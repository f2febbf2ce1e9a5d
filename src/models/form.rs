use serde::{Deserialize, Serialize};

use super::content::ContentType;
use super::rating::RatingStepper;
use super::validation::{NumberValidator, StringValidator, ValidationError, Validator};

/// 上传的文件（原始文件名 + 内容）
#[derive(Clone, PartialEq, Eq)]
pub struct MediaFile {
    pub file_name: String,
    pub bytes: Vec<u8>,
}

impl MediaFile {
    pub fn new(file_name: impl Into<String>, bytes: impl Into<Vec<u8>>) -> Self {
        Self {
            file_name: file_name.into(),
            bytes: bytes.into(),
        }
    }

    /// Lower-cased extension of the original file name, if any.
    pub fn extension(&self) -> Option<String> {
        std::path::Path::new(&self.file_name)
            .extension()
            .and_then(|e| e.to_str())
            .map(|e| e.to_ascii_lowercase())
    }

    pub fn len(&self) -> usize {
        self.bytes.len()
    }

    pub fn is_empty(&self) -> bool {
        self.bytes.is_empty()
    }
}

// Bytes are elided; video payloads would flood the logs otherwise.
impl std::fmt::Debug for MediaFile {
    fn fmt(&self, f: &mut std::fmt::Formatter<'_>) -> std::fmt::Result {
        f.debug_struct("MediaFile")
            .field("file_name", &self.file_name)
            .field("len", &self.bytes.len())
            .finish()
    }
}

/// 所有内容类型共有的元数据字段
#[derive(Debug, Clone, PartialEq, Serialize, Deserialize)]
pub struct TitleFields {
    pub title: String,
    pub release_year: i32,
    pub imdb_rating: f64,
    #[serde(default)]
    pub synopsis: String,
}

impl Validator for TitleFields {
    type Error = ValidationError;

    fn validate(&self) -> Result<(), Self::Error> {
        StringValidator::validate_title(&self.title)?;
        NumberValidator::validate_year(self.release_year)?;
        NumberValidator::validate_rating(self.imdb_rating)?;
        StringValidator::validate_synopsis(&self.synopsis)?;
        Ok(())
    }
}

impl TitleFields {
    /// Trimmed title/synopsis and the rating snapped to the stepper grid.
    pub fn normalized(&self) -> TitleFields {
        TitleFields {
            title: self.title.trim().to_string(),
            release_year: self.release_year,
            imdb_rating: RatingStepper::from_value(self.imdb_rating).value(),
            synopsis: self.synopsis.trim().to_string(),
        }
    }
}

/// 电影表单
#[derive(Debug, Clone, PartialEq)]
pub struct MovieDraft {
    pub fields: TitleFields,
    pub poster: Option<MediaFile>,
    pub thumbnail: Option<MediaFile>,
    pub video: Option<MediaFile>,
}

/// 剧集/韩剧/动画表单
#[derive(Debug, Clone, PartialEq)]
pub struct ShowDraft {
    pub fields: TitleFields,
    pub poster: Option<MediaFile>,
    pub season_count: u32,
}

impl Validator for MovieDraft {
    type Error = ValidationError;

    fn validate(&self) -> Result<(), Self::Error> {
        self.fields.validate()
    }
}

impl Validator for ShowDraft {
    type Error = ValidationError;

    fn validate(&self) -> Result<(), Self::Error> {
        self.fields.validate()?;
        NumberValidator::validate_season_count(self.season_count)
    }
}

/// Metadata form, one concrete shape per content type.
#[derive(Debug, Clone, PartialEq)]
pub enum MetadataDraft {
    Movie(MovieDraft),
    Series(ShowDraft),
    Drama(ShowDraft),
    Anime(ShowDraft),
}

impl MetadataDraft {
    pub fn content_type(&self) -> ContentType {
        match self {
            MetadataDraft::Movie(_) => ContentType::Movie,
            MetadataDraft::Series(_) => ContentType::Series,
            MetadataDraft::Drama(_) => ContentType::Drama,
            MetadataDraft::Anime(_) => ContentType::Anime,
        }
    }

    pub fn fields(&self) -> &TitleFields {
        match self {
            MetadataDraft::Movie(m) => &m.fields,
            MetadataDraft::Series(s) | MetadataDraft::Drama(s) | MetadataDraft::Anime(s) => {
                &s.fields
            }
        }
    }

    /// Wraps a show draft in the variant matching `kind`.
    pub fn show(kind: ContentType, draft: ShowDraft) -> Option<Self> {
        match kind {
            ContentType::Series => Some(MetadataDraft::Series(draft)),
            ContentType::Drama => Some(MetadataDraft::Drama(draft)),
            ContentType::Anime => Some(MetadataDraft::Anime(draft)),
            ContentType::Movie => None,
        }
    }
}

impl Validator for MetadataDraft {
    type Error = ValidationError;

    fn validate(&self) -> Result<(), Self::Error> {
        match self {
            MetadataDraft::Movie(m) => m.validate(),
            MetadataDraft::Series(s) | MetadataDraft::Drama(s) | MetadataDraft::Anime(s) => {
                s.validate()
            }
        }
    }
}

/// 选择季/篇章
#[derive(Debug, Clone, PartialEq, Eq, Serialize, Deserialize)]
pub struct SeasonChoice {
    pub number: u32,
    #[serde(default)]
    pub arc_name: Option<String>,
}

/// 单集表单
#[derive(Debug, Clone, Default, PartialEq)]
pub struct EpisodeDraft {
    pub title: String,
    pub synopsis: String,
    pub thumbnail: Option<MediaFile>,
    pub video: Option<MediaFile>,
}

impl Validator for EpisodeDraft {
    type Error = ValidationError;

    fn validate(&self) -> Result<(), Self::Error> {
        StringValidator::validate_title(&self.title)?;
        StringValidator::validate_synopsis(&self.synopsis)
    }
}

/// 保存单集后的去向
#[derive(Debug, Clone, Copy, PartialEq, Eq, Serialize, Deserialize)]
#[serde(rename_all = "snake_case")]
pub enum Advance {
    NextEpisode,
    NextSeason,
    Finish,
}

[Exercise description] In the records above, find each line with the word "Some" and copy it out.

[Solved exercise]
            ContentType::Series => Some(MetadataDraft::Series(draft)),
            ContentType::Drama => Some(MetadataDraft::Drama(draft)),
            ContentType::Anime => Some(MetadataDraft::Anime(draft)),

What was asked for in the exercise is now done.